A new study (published in Science) shows that koala populations in Victoria, Australia, have recovered not only in numbers but also show genomic signs of regaining diversity. After a brutal population collapse in the early 20th century — when hunting reduced numbers to a few hundred — conservation moves and reintroductions drove a major population rebound by 2020. Using genomes from 418 individuals across 27 populations, researchers found that increased recombination during the post-bottleneck population expansion has produced more rare genetic variants and boosted effective population size estimates. The work suggests that recombination can help a formerly bottlenecked population recover genetic variation over decades, offering a new metric for conservation genetics.

Key Points

  • Historical hunting in Victoria reduced koala numbers to roughly 500–1,000 by the 1920s, creating a severe genetic bottleneck.
  • Conservation actions (including island refuges and mainland reintroductions) led to a population surge: nearly half a million koalas in Victoria by 2020.
  • Genomic analysis of 418 koalas across 27 populations shows an increase in recombination events as population size rose, producing more rare variants.
  • Accounting for recombination changes estimates of effective population size, indicating genetic recovery that wasn’t visible with older methods.
  • The study provides a practical framework for integrating evolutionary processes into conservation planning to identify and reverse genetic risk in populations.

Why should I read this?

Short answer: because it’s a proper feel-good science fix with real practical teeth.

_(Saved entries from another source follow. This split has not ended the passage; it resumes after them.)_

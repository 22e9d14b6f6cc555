//! Radar coverage rasters for the geoscape overlay.
//!
//! Coverage is kept on an equirectangular longitude/latitude grid in two
//! layers: a static layer from bases and installations, rebuilt only when one
//! of their ranges changes, and a dynamic layer that adds moving aircraft
//! radars on top of a copy of the static one.

pub mod layers;
pub mod mask;

pub use layers::{Coverage, RadarSource};
pub use mask::{CoverageLevel, CoverageMask};
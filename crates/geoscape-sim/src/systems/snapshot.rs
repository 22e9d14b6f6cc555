//! Snapshot system: builds a `GeoscapeSnapshot` from the world.
//!
//! Read-only. Radars are listed by site id so identical worlds produce
//! identical snapshots.

use hecs::World;

use geoscape_core::components::{Aircraft, Installation, RadarSite};
use geoscape_core::enums::ClockState;
use geoscape_core::events::GeoscapeEvent;
use geoscape_core::radar::Radar;
use geoscape_core::state::{ContactView, GeoscapeSnapshot, RadarView};
use geoscape_core::types::{GeoPosition, GeoscapeTime};

use crate::registry::ContactRegistry;
use crate::systems::radar::overlay::OverlayState;
use crate::world_setup;

pub fn build_snapshot(
    world: &World,
    registry: &ContactRegistry,
    time: &GeoscapeTime,
    clock: ClockState,
    overlay: &OverlayState,
    events: Vec<GeoscapeEvent>,
) -> GeoscapeSnapshot {
    GeoscapeSnapshot {
        time: *time,
        clock,
        radars: build_radars(world),
        contacts: build_contacts(registry),
        overlay: overlay.view(),
        events,
    }
}

fn build_radars(world: &World) -> Vec<RadarView> {
    let mut radars: Vec<RadarView> = world
        .query::<(
            &RadarSite,
            &GeoPosition,
            &Radar,
            Option<&Installation>,
            Option<&Aircraft>,
        )>()
        .iter()
        .map(|(_, (site, position, radar, installation, aircraft))| {
            let mut sensored = radar.sensored().to_vec();
            sensored.sort_unstable();
            RadarView {
                site: site.id,
                kind: site.kind,
                position: *position,
                range: radar.range,
                tracking_range: radar.tracking_range,
                active: world_setup::participates(installation, aircraft)
                    && radar.is_operational(),
                sensored,
            }
        })
        .collect();
    radars.sort_by_key(|r| r.site);
    radars
}

fn build_contacts(registry: &ContactRegistry) -> Vec<ContactView> {
    registry
        .iter()
        .map(|(id, contact)| ContactView {
            id,
            position: contact.position,
            detected: contact.detected,
            landed: contact.landed,
        })
        .collect()
}
//! Movement system.
//!
//! Flies contacts and airborne aircraft along their routes. Runs before
//! every detection pass so detection sees current positions.

use hecs::{Entity, World};
use tracing::{debug, info};

use geoscape_core::components::{Aircraft, RadarSite};
use geoscape_core::enums::AircraftStatus;
use geoscape_core::events::GeoscapeEvent;
use geoscape_core::radar::Radar;
use geoscape_core::route::Flight;
use geoscape_core::types::GeoPosition;

use crate::registry::ContactRegistry;

/// Advance every contact on a route by `dt` simulated seconds.
///
/// Contacts that reach the end of their route hold position there and
/// emit `ContactArrived` once.
pub fn run_contacts(registry: &mut ContactRegistry, dt: f64, events: &mut Vec<GeoscapeEvent>) {
    for (id, contact) in registry.iter_mut() {
        if !contact.is_on_geoscape() {
            continue;
        }
        let Some(flight) = contact.flight.as_mut() else {
            continue;
        };
        if flight.has_arrived() {
            continue;
        }
        if let Some(step) = flight.advance(dt) {
            contact.position = step.position;
            if step.arrived {
                debug!(contact = %id, position = %step.position, "contact reached destination");
                events.push(GeoscapeEvent::ContactArrived { contact: id });
            }
        }
    }
}

/// Advance every airborne aircraft by `dt` simulated seconds.
///
/// Aircraft that arrive land where they are: status goes back to `Home`,
/// the `Flight` is removed and their radar stops holding contacts.
/// Returns the number of aircraft that landed.
pub fn run_aircraft(
    world: &mut World,
    dt: f64,
    landed_buffer: &mut Vec<Entity>,
    events: &mut Vec<GeoscapeEvent>,
) -> usize {
    landed_buffer.clear();
    for (entity, (site, aircraft, position, flight, radar)) in world.query_mut::<(
        &RadarSite,
        &mut Aircraft,
        &mut GeoPosition,
        &mut Flight,
        &mut Radar,
    )>() {
        if aircraft.status != AircraftStatus::Airborne {
            continue;
        }
        let Some(step) = flight.advance(dt) else {
            continue;
        };
        *position = step.position;
        if step.arrived {
            aircraft.status = AircraftStatus::Home;
            radar.clear_sensored();
            landed_buffer.push(entity);
            info!(site = %site.id, position = %step.position, "aircraft landed");
            events.push(GeoscapeEvent::AircraftLanded { site: site.id });
        }
    }

    for &entity in landed_buffer.iter() {
        let _ = world.remove_one::<Flight>(entity);
    }
    landed_buffer.len()
}

#[cfg(test)]
mod tests {
    use super::*;
    use geoscape_core::components::Contact;
    use geoscape_core::config::RadarConfig;
    use geoscape_core::route::Route;
    use geoscape_core::types::{ContactId, SiteId};

    use crate::world_setup::spawn_aircraft;

    fn flight_east(degrees: f64, speed: f64) -> Flight {
        let route =
            Route::great_circle(GeoPosition::new(0.0, 0.0), GeoPosition::new(degrees, 0.0))
                .unwrap();
        Flight::new(route, speed)
    }

    #[test]
    fn test_contact_moves_speed_times_time() {
        let mut registry = ContactRegistry::new();
        let id = registry
            .spawn(Contact::with_flight(GeoPosition::new(0.0, 0.0), flight_east(40.0, 10.0)))
            .unwrap();
        let mut events = Vec::new();

        // 10 deg/hour for 1.5 hours.
        run_contacts(&mut registry, 5400.0, &mut events);
        let pos = registry.get(id).unwrap().position;
        assert!((pos.lon - 15.0).abs() < 1e-6, "lon {}", pos.lon);
        assert!(pos.lat.abs() < 1e-6);
        assert!(events.is_empty());
    }

    #[test]
    fn test_contact_arrival_emitted_once() {
        let mut registry = ContactRegistry::new();
        registry
            .spawn(Contact::with_flight(GeoPosition::new(0.0, 0.0), flight_east(5.0, 10.0)))
            .unwrap();
        let mut events = Vec::new();

        run_contacts(&mut registry, 3600.0, &mut events);
        run_contacts(&mut registry, 3600.0, &mut events);
        assert_eq!(events, vec![GeoscapeEvent::ContactArrived { contact: ContactId(0) }]);
        let pos = registry.get(ContactId(0)).unwrap().position;
        assert!((pos.lon - 5.0).abs() < 1e-9);
    }

    #[test]
    fn test_landed_contact_does_not_move() {
        let mut registry = ContactRegistry::new();
        let id = registry
            .spawn(Contact::with_flight(GeoPosition::new(0.0, 0.0), flight_east(40.0, 10.0)))
            .unwrap();
        registry.get_mut(id).unwrap().landed = true;
        run_contacts(&mut registry, 3600.0, &mut Vec::new());
        assert_eq!(registry.get(id).unwrap().position, GeoPosition::new(0.0, 0.0));
    }

    #[test]
    fn test_aircraft_lands_on_arrival() {
        let mut world = World::new();
        let config = RadarConfig::default();
        let e = spawn_aircraft(&mut world, &config, SiteId(4), None, GeoPosition::default(), 1);
        world.get::<&mut Aircraft>(e).unwrap().status = AircraftStatus::Airborne;
        world.insert_one(e, flight_east(10.0, 20.0)).unwrap();
        world.get::<&mut Radar>(e).unwrap().add_contact(ContactId(0)).unwrap();

        let mut buffer = Vec::new();
        let mut events = Vec::new();
        assert_eq!(run_aircraft(&mut world, 900.0, &mut buffer, &mut events), 0);
        assert_eq!(run_aircraft(&mut world, 3600.0, &mut buffer, &mut events), 1);

        assert_eq!(events, vec![GeoscapeEvent::AircraftLanded { site: SiteId(4) }]);
        assert_eq!(world.get::<&Aircraft>(e).unwrap().status, AircraftStatus::Home);
        assert!(world.get::<&Flight>(e).is_err());
        assert!(!world.get::<&Radar>(e).unwrap().has_contacts());
        let pos = *world.get::<&GeoPosition>(e).unwrap();
        assert!((pos.lon - 10.0).abs() < 1e-9);
    }
}
//! Radar systems: detection passes, sensored-set upkeep, overlay and coverage.

pub mod coverage;
pub mod detection;
pub mod notify;
pub mod overlay;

If you care about conservation, genetics or whether species can claw their way back after being hammered, this piece shows a clear mechanism — recombination during population growth — that helps restore genetic health. It’s hopeful, useful and gives conservationists a new tool for deciding where to act.

Context and relevance

This finding matters beyond koalas. It challenges the assumption that severe genetic bottlenecks always leave permanent damage by showing that natural recombination during recovery can rebuild diversity over relatively short evolutionary timescales. That has implications for how managers prioritise interventions, assess extinction risk and design translocations or breeding programmes for other threatened species. The paper also offers a fresh metric — tracking recombination and its effect on effective population size — for monitoring population health in conservation genomics.